AIM OF THE EXERCISE> This exercise calls for the records to be repeated in full, exactly as written.

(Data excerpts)
== == ==

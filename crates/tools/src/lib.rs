//! Tool catalog and the guarded execution pipeline.

mod audit_gate;
pub mod error;
pub mod registry;
mod wrapper;

pub use error::RegistryError;
pub use registry::{ToolRegistry, UNRESTRICTED};

pub use toolgate_audit::{AuditConfig, AuditLogger, TracingAuditLogger};
pub use toolgate_core::{
    expect_args, ArgsSchema, RawArgs, Tool, ToolArgs, ToolCall, ToolContext, ToolError, ToolExt,
    ToolRejection, ToolResult, ToolSchema, TypedArgs, User, ValidationError,
};
pub use toolgate_policy::{ArgsTransform, FnTransform, NoopTransform};
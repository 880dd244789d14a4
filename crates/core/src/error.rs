use thiserror::Error;

/// Failure raised by a tool body. The registry converts every variant into a
/// failed `ToolResult`.
#[derive(Error, Debug, Clone)]
pub enum ToolError {
    #[error("{0}")]
    ExecutionFailed(String),

    #[error("Unexpected argument type for tool '{0}'")]
    ArgumentType(String),
}

/// Argument validation failure with a human-readable diagnostic.
#[derive(Error, Debug, Clone, PartialEq, Eq)]
#[error("{message}")]
pub struct ValidationError {
    pub message: String,
    /// Dotted path of the offending field, when known.
    pub path: Option<String>,
}

impl ValidationError {
    pub fn new(message: impl Into<String>) -> Self {
        Self {
            message: message.into(),
            path: None,
        }
    }

    pub fn at(path: impl Into<String>, message: impl Into<String>) -> Self {
        Self {
            message: message.into(),
            path: Some(path.into()),
        }
    }
}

== == ==

RESPONSE FOR THIS EXERCISE>
filename crates/tools/src/lib.rs
//! Tool catalog and the guarded execution pipeline.

mod audit_gate;
pub mod error;
pub mod registry;
mod wrapper;

pub use error::RegistryError;
pub use registry::{ToolRegistry, UNRESTRICTED};

pub use toolgate_audit::{AuditConfig, AuditLogger, TracingAuditLogger};
pub use toolgate_core::{
    expect_args, ArgsSchema, RawArgs, Tool, ToolArgs, ToolCall, ToolContext, ToolError, ToolExt,
    ToolRejection, ToolResult, ToolSchema, TypedArgs, User, ValidationError,
};
pub use toolgate_policy::{ArgsTransform, FnTransform, NoopTransform};
repository 880dd244789d14a4
filename crates/core/src/error.rs
use thiserror::Error;

/// Failure raised by a tool body. The registry converts every variant into a
/// failed `ToolResult`.
#[derive(Error, Debug, Clone)]
pub enum ToolError {
    #[error("{0}")]
    ExecutionFailed(String),

    #[error("Unexpected argument type for tool '{0}'")]
    ArgumentType(String),
}

/// Argument validation failure with a human-readable diagnostic.
#[derive(Error, Debug, Clone, PartialEq, Eq)]
#[error("{message}")]
pub struct ValidationError {
    pub message: String,
    /// Dotted path of the offending field, when known.
    pub path: Option<String>,
}

impl ValidationError {
    pub fn new(message: impl Into<String>) -> Self {
        Self {
            message: message.into(),
            path: None,
        }
    }

    pub fn at(path: impl Into<String>, message: impl Into<String>) -> Self {
        Self {
            message: message.into(),
            path: Some(path.into()),
        }
    }
}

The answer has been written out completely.